Yale Daily News

Lab 'backlog' disputed in Annie Le case

At the New Haven Superior Court on Monday, the state prosecutor handling the murder of Annie Le GRD ’13 said one of the reasons the case needed a continuance was because of a backlog at the state forensics laboratory.

But Connecticut State Police spokesman Lt. Paul Vance said the Le case is top priority and that all of the DNA evidence needed for the case to proceed has been examined.

“All the materials for the hearings to go forward have been made available,” Vance said.

Vance said the prosecutor, John Waddock, may be waiting for additional reports but that those reports would be on evidence for “elimination purposes,” meaning additional evidence to be checked for DNA matches. Vance said he does not know how long it will take to complete those reports.

Waddock declined to comment on Vance's remarks but said the state lab has been “terrific in trying to expedite” the examination of materials in the Le case.

Waddock said there is a backlog in the state lab because of the “sheer volume” of materials the lab receives.

“They simply don’t have the resources and manpower,” Waddock said.

Vance acknowledged there is a backlog “to a certain extent.”

Waddock declined to comment further on why he cited the backlog in asking to postpone the hearing. The accused, Raymond Clark III, is due back in court Jan. 26.

Comments

None 2 years, 5 months ago

This is a confusing story.

The headline says " 'backlog' disputed," implying there's not a backlog as previously reported.

The source for disputing the backlog then says there's enough evidence for the case to move on but with the qualification that the prosecutor, according to the story, "may be waiting for additional reports."

Later the source (the state cops spokesman) acknowledges there may be a slight backlog.

So, which is it? I guess the primary fault is the headline.

Also, though, the discussion of the "additional reports" possibly being awaited is very confusing. It doesn't help that the prosecutor wouldn't talk about that, but someone else would.

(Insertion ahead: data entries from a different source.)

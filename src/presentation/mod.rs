//! Presentation layer handling terminal UI and user input.
//!
//! Renders the wizard and the submission boards with ratatui and maps
//! key presses onto application actions.

pub mod ui;
pub mod input;

pub use ui::*;
pub use input::*;
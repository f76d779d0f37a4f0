//! The quote intake wizard.
//!
//! Walks a visitor through four gated steps and a terminal confirmation
//! step, holding the draft in memory until it is complete. The draft is
//! handed to the store exactly once per successful flow.

use crate::domain::{
    ContactDetails, CoverageType, DraftSubmission, Identity, Jurisdiction, NewSubmission, Notifier,
    StoreResult, StoredSubmission, SubmissionStore, ViolationType,
};
use tracing::{info, warn};

/// Steps of the intake flow, in order.
#[derive(Debug, Clone, Copy, PartialEq, Eq, PartialOrd, Ord)]
pub enum WizardStep {
    Jurisdiction,
    Violation,
    Ownership,
    Contact,
    /// Terminal; nothing leads back out of it.
    Confirmation,
}

impl WizardStep {
    /// Number of steps that gate progress. The confirmation step is not counted.
    pub const GATED_STEPS: u8 = 4;

    pub fn ordinal(self) -> u8 {
        match self {
            WizardStep::Jurisdiction => 1,
            WizardStep::Violation => 2,
            WizardStep::Ownership => 3,
            WizardStep::Contact => 4,
            WizardStep::Confirmation => 5,
        }
    }

    pub fn title(self) -> &'static str {
        match self {
            WizardStep::Jurisdiction => "Select Your State",
            WizardStep::Violation => "Violation Details",
            WizardStep::Ownership => "Coverage Type",
            WizardStep::Contact => "Your Information",
            WizardStep::Confirmation => "Quote Ready!",
        }
    }

    fn previous(self) -> Option<WizardStep> {
        match self {
            WizardStep::Violation => Some(WizardStep::Jurisdiction),
            WizardStep::Ownership => Some(WizardStep::Violation),
            WizardStep::Contact => Some(WizardStep::Ownership),
            WizardStep::Jurisdiction | WizardStep::Confirmation => None,
        }
    }
}

/// Display fields echoed back once a submission is stored.
#[derive(Debug, Clone, PartialEq, Eq)]
pub struct Confirmation {
    pub submission_id: String,
    pub email: String,
    pub jurisdiction: Jurisdiction,
    pub coverage_type: CoverageType,
}

impl From<&StoredSubmission> for Confirmation {
    fn from(stored: &StoredSubmission) -> Self {
        Self {
            submission_id: stored.id.clone(),
            email: stored.email.clone(),
            jurisdiction: stored.jurisdiction,
            coverage_type: stored.coverage_type,
        }
    }
}

/// Controller for one pass through the intake flow.
///
/// Every operation is only effective on the step it belongs to; on any
/// other step it is a no-op and returns `false`. Back navigation never
/// clears a previously chosen value.
///
/// # Examples
///
/// ```
/// use reinstate::application::{QuoteWizard, WizardStep};
/// use reinstate::domain::{Jurisdiction, ViolationType};
///
/// let mut wizard = QuoteWizard::new(None);
/// assert!(wizard.select_jurisdiction(Jurisdiction::California));
/// assert_eq!(wizard.step(), WizardStep::Violation);
///
/// // Selecting a violation does not advance on its own.
/// wizard.select_violation(ViolationType::Dui);
/// assert_eq!(wizard.step(), WizardStep::Violation);
/// assert!(wizard.continue_from_violation());
/// assert_eq!(wizard.step(), WizardStep::Ownership);
/// ```
#[derive(Debug, Clone)]
pub struct QuoteWizard {
    step: WizardStep,
    draft: DraftSubmission,
    identity: Option<Identity>,
    submitting: bool,
    confirmation: Option<Confirmation>,
}

impl QuoteWizard {
    /// Creates a wizard on step 1 for the given caller, or an anonymous visitor.
    pub fn new(identity: Option<Identity>) -> Self {
        Self {
            step: WizardStep::Jurisdiction,
            draft: DraftSubmission::default(),
            identity,
            submitting: false,
            confirmation: None,
        }
    }

    pub fn step(&self) -> WizardStep {
        self.step
    }

    pub fn draft(&self) -> &DraftSubmission {
        &self.draft
    }

    pub fn is_submitting(&self) -> bool {
        self.submitting
    }

    pub fn confirmation(&self) -> Option<&Confirmation> {
        self.confirmation.as_ref()
    }

    /// Records the jurisdiction and advances immediately.
    pub fn select_jurisdiction(&mut self, jurisdiction: Jurisdiction) -> bool {
        if self.step != WizardStep::Jurisdiction {
            return false;
        }
        self.draft.jurisdiction = Some(jurisdiction);
        self.step = WizardStep::Violation;
        true
    }

    pub fn select_violation(&mut self, violation: ViolationType) -> bool {
        if self.step != WizardStep::Violation {
            return false;
        }
        self.draft.violation_type = Some(violation);
        true
    }

    pub fn continue_from_violation(&mut self) -> bool {
        if self.step != WizardStep::Violation || self.draft.violation_type.is_none() {
            return false;
        }
        self.step = WizardStep::Ownership;
        true
    }

    pub fn choose_vehicle_ownership(&mut self, owns_vehicle: bool) -> bool {
        if self.step != WizardStep::Ownership {
            return false;
        }
        self.draft.set_vehicle_ownership(owns_vehicle);
        true
    }

    pub fn continue_from_ownership(&mut self) -> bool {
        if self.step != WizardStep::Ownership || self.draft.owns_vehicle().is_none() {
            return false;
        }
        self.step = WizardStep::Contact;
        true
    }

    /// Contact fields are only editable on the contact step.
    pub fn contact_mut(&mut self) -> Option<&mut ContactDetails> {
        if self.step == WizardStep::Contact {
            Some(&mut self.draft.contact)
        } else {
            None
        }
    }

    pub fn set_consent(&mut self, consent: bool) -> bool {
        if self.step != WizardStep::Contact {
            return false;
        }
        self.draft.consent = consent;
        true
    }

    /// Whether the explicit advance control of the current step is enabled.
    ///
    /// Step 1 has no such control (it advances on selection) and the
    /// confirmation step is terminal.
    pub fn can_advance(&self) -> bool {
        match self.step {
            WizardStep::Jurisdiction | WizardStep::Confirmation => false,
            WizardStep::Violation => self.draft.violation_type.is_some(),
            WizardStep::Ownership => self.draft.owns_vehicle().is_some(),
            WizardStep::Contact => self.can_submit(),
        }
    }

    pub fn can_submit(&self) -> bool {
        self.step == WizardStep::Contact
            && !self.submitting
            && self.draft.contact_complete()
            && self.draft.consent
    }

    /// Returns to the preceding step without touching the draft.
    ///
    /// Not available on step 1, on the confirmation step, or while a
    /// submission is in flight.
    pub fn back(&mut self) -> bool {
        if self.submitting {
            return false;
        }
        match self.step.previous() {
            Some(previous) => {
                self.step = previous;
                true
            }
            None => false,
        }
    }

    /// Progress as `(step, GATED_STEPS)`, capped at the last gated step.
    pub fn progress(&self) -> (u8, u8) {
        (
            self.step.ordinal().min(WizardStep::GATED_STEPS),
            WizardStep::GATED_STEPS,
        )
    }

    pub fn progress_ratio(&self) -> f64 {
        let (current, total) = self.progress();
        f64::from(current) / f64::from(total)
    }

    /// Starts a submission and marks it in flight.
    ///
    /// Returns the insert payload, or `None` when the draft is not ready or
    /// another submission is still pending. The caller must hand the store's
    /// answer back through [`QuoteWizard::complete_submission`].
    pub fn begin_submission(&mut self) -> Option<NewSubmission> {
        if !self.can_submit() {
            return None;
        }
        let owner_id = self.identity.as_ref().map(|identity| identity.id.clone());
        let submission = self.draft.finalize(owner_id).ok()?;
        self.submitting = true;
        Some(submission)
    }

    /// Applies the store's answer to an in-flight submission.
    ///
    /// On success the wizard moves to the confirmation step. On failure it
    /// stays on the contact step with every entered value intact.
    pub fn complete_submission(
        &mut self,
        result: StoreResult<StoredSubmission>,
        notifier: &mut dyn Notifier,
    ) -> bool {
        if !self.submitting {
            return false;
        }
        self.submitting = false;

        match result {
            Ok(stored) => {
                info!(submission_id = %stored.id, state = %stored.jurisdiction, "quote submission stored");
                self.confirmation = Some(Confirmation::from(&stored));
                self.step = WizardStep::Confirmation;
                notifier.notify_success("Quote request submitted successfully!");
                true
            }
            Err(error) => {
                warn!(%error, "quote submission failed");
                notifier.notify_error("Failed to submit quote. Please try again.");
                false
            }
        }
    }

    /// Runs a full submission against `store`.
    pub fn submit(&mut self, store: &mut dyn SubmissionStore, notifier: &mut dyn Notifier) -> bool {
        match self.begin_submission() {
            Some(submission) => {
                let result = store.insert(&submission);
                self.complete_submission(result, notifier)
            }
            None => false,
        }
    }
}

I guess, all in all, the story should have had confusing and second-hand discussions pared away, and have been played under a more conservative headline.

I mention this because of minor but ongoing glitches with News stories. A story about cops seeking Clark's fiancee's DNA has now run for three weeks without an update, never mind that it's garnered a veritable saga of comments.

After the arrest, New Haven cops, I think it was, noted that they were secretly watching Clark every minute. So, if "no news is not necessarily no news" in the long-range scheme of things, then what about a follow-up on the fiancee's DNA? Her Lawyer seemingly was readily forthcoming with one earlier.

The missing 47-year-old "lab technician's" identity has never been corrected to "sanitation worker." (Sleuths with a particularly high imagination might wonder if a sanitation person might have more flexible hours (late-night hours) than the presumably "work-day" hours that Clark was limited to.

For that matter, the map of the suspected crime scene in 10 Amistad was never presented in a fully correct version.

I don't intend to keep the nitpicking up, but I hope there News won't feel the need to keep the comments stacking while not giving full effort to news.

For example, I was glad to see that a story from about a week ago was quickly changed from describing Clark as a "former" employee to some other wording. That was immediately after I made a comment about the problem sentence.

The problem was that the statement was not only incorrect but careless and obviously lacking an editor's adequate oversight.

I think maybe the current story in question may suffer from staff feeling the need to get every bit of verbiage out to the public -- very admirable -- but without boiling down and clarifying the message.

By the way, I can no longer find pdf's of the warrants on the News or the Courant's sites. I can image there may well be a reason these different formats can't readily be archived.